Hyundai Motor Co. said it is voluntarily recalling 139,500 Sonata sedans in the U.S. because of a manufacturing defect that could cause drivers to lose steering control.

The recall affects 2011 models built between Dec. 11, 2009 and Sept. 10, the National Highway Traffic Safety Administration noted on its website Sunday. Some of the cars have steering column shafts with connections that may not have been tightened enough or were improperly assembled. As a result, the steering wheel could become separated from the column or a driver could lose the ability to properly steer the car.

The U.S. government had opened an investigation into possible steering problems in the vehicle in August. Hyundai, South Korea’s top automaker, has said there have been no related injuries or crashes reported.

Owners of affected vehicles can go to their dealers for inspection.
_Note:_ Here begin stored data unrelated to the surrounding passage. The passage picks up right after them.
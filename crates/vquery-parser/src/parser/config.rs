//! Parser configuration

use std::collections::BTreeSet;

use serde::{Deserialize, Serialize};

/// Field used by bare string clauses (`"CVE-2020-123"`)
pub const DEFAULT_FULL_TEXT_FIELD: &str = "aggregate";

/// Caller-supplied parser settings
///
/// ```rust
/// use vquery_parser::ParserConfig;
///
/// let config = ParserConfig::from_json(r#"{"fields": ["severity", "tags"]}"#).unwrap();
/// assert!(config.is_valid_field("severity"));
/// assert_eq!(config.full_text_field, "aggregate");
/// ```
#[derive(Debug, Clone, PartialEq, Eq, Serialize, Deserialize)]
#[serde(default)]
pub struct ParserConfig {
    /// Field names accepted on the left of a comparison (case-sensitive)
    pub fields: BTreeSet<String>,
    pub full_text_field: String,
    /// Accept a string literal left open at the end of input
    pub tolerate_unclosed_strings: bool,
}

impl Default for ParserConfig {
    fn default() -> Self {
        Self {
            fields: BTreeSet::new(),
            full_text_field: DEFAULT_FULL_TEXT_FIELD.to_string(),
            tolerate_unclosed_strings: false,
        }
    }
}

impl ParserConfig {
    pub fn new<I, S>(fields: I) -> Self
    where
        I: IntoIterator<Item = S>,
        S: Into<String>,
    {
        Self {
            fields: fields.into_iter().map(Into::into).collect(),
            ..Self::default()
        }
    }

    pub fn with_full_text_field(mut self, field: impl Into<String>) -> Self {
        self.full_text_field = field.into();
        self
    }

    pub fn with_unclosed_strings(mut self, tolerate: bool) -> Self {
        self.tolerate_unclosed_strings = tolerate;
        self
    }

    pub fn from_json(json: &str) -> Result<Self, serde_json::Error> {
        serde_json::from_str(json)
    }

    pub fn is_valid_field(&self, field: &str) -> bool {
        self.fields.contains(field)
    }
}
Dealers also will update power steering software. Owners may also call NHTSA at 888-327-4236 for more information.

The recall comes as automakers ramp up their focus on safety and quality control in the wake of Toyota Motor Corp.’s massive global recall last year over gas pedal and floor mat problems. In February, Hyundai announced a recall of about 47,000 Sonata midsize sedans, mostly sold in South Korea, to replace front door latches following a handful of customer complaints. The company said it had discovered a mechanical problem with the latches which, in rare instances, would not close properly.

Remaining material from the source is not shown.